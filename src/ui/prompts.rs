//! ui::prompts
//!
//! Interactive prompts and confirmations.
//!
//! # Design
//!
//! Prompts are only shown in interactive mode. In non-interactive mode,
//! operations requiring user input must either have defaults or fail
//! with a clear error message. End of input (stdin closed) resolves to
//! the prompt's default, so a scripted run that answers only the first
//! few questions completes instead of hanging.

use std::io::{BufRead, Write};

use thiserror::Error;

/// Errors from prompts.
#[derive(Debug, Error)]
pub enum PromptError {
    #[error("not in interactive mode")]
    NotInteractive,

    #[error("IO error: {0}")]
    IoError(String),
}

/// Prompt for confirmation (yes/no).
///
/// Returns `Ok(true)` if the user confirms, `Ok(false)` if they decline.
/// An empty answer or closed stdin resolves to `default`; in
/// non-interactive mode the default is returned without prompting.
pub fn confirm(message: &str, default: bool, interactive: bool) -> Result<bool, PromptError> {
    if !interactive {
        return Ok(default);
    }
    let hint = if default { "[Y/n]" } else { "[y/N]" };
    loop {
        print!("{} {} ", message, hint);
        flush_stdout()?;
        let line = match read_line()? {
            Some(line) => line,
            None => return Ok(default),
        };
        match line.trim().to_ascii_lowercase().as_str() {
            "" => return Ok(default),
            "y" | "yes" => return Ok(true),
            "n" | "no" => return Ok(false),
            _ => println!("Please answer yes or no."),
        }
    }
}

/// Prompt for a line of text input.
///
/// The prompt message is printed on its own line and the answer read from
/// the next stdin line. A closed stdin resolves to `default`. In
/// non-interactive mode the default is returned without prompting, or
/// `PromptError::NotInteractive` if there is none.
pub fn input(
    message: &str,
    default: Option<&str>,
    interactive: bool,
) -> Result<String, PromptError> {
    if !interactive {
        return default
            .map(str::to_string)
            .ok_or(PromptError::NotInteractive);
    }
    println!("{}", message);
    flush_stdout()?;
    match read_line()? {
        Some(line) => Ok(line),
        None => default
            .map(str::to_string)
            .ok_or(PromptError::NotInteractive),
    }
}

/// Read one line from stdin. `None` means end of input.
fn read_line() -> Result<Option<String>, PromptError> {
    let mut line = String::new();
    let bytes = std::io::stdin()
        .lock()
        .read_line(&mut line)
        .map_err(|err| PromptError::IoError(err.to_string()))?;
    if bytes == 0 {
        return Ok(None);
    }
    while line.ends_with('\n') || line.ends_with('\r') {
        line.pop();
    }
    Ok(Some(line))
}

fn flush_stdout() -> Result<(), PromptError> {
    std::io::stdout()
        .flush()
        .map_err(|err| PromptError::IoError(err.to_string()))
}
//! xml
//!
//! A small mutable XML tree for inventory feed documents.
//!
//! # Modules
//!
//! - [`tree`] - Owned document tree: [`Document`], [`Element`], [`XmlNode`]
//! - [`parse`] - Event-based construction from text via quick-xml
//! - [`write`] - Indented serialization back to text
//! - [`error`] - Error types for load/parse/serialize failures
//!
//! # Design
//!
//! The tree is a plain owned recursive structure rather than an arena or a
//! borrowed zero-copy view. The feeds this crate handles are small, and the
//! merge operation relocates elements between two live documents, which an
//! owned tree expresses as ordinary `Vec` moves. Namespaces, DTDs, and
//! streaming are out of scope.

pub mod error;
pub mod parse;
pub mod tree;
pub mod write;

pub use error::XmlError;
pub use tree::{Document, Element, XmlNode};
//! xml::error
//!
//! Error types for document IO, parsing, and serialization.

use std::path::PathBuf;
use thiserror::Error;

/// Errors from loading, parsing, or serializing a document.
#[derive(Debug, Error)]
pub enum XmlError {
    /// The file could not be read.
    #[error("cannot read '{}': {source}", path.display())]
    Read {
        path: PathBuf,
        #[source]
        source: std::io::Error,
    },

    /// The file could not be written.
    #[error("cannot write '{}': {source}", path.display())]
    Write {
        path: PathBuf,
        #[source]
        source: std::io::Error,
    },

    /// The document text is not well-formed XML.
    #[error("malformed XML in '{}': {message}", path.display())]
    Parse { path: PathBuf, message: String },

    /// The document tree could not be rendered back to text.
    #[error("cannot serialize document: {0}")]
    Serialize(String),
}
....................
__What you are asked to do__
Lines from the entries that contain the string "Option" must be found and copied.

__Solution for this problem__
    default: Option<&str>,
fn read_line() -> Result<Option<String>, PromptError> {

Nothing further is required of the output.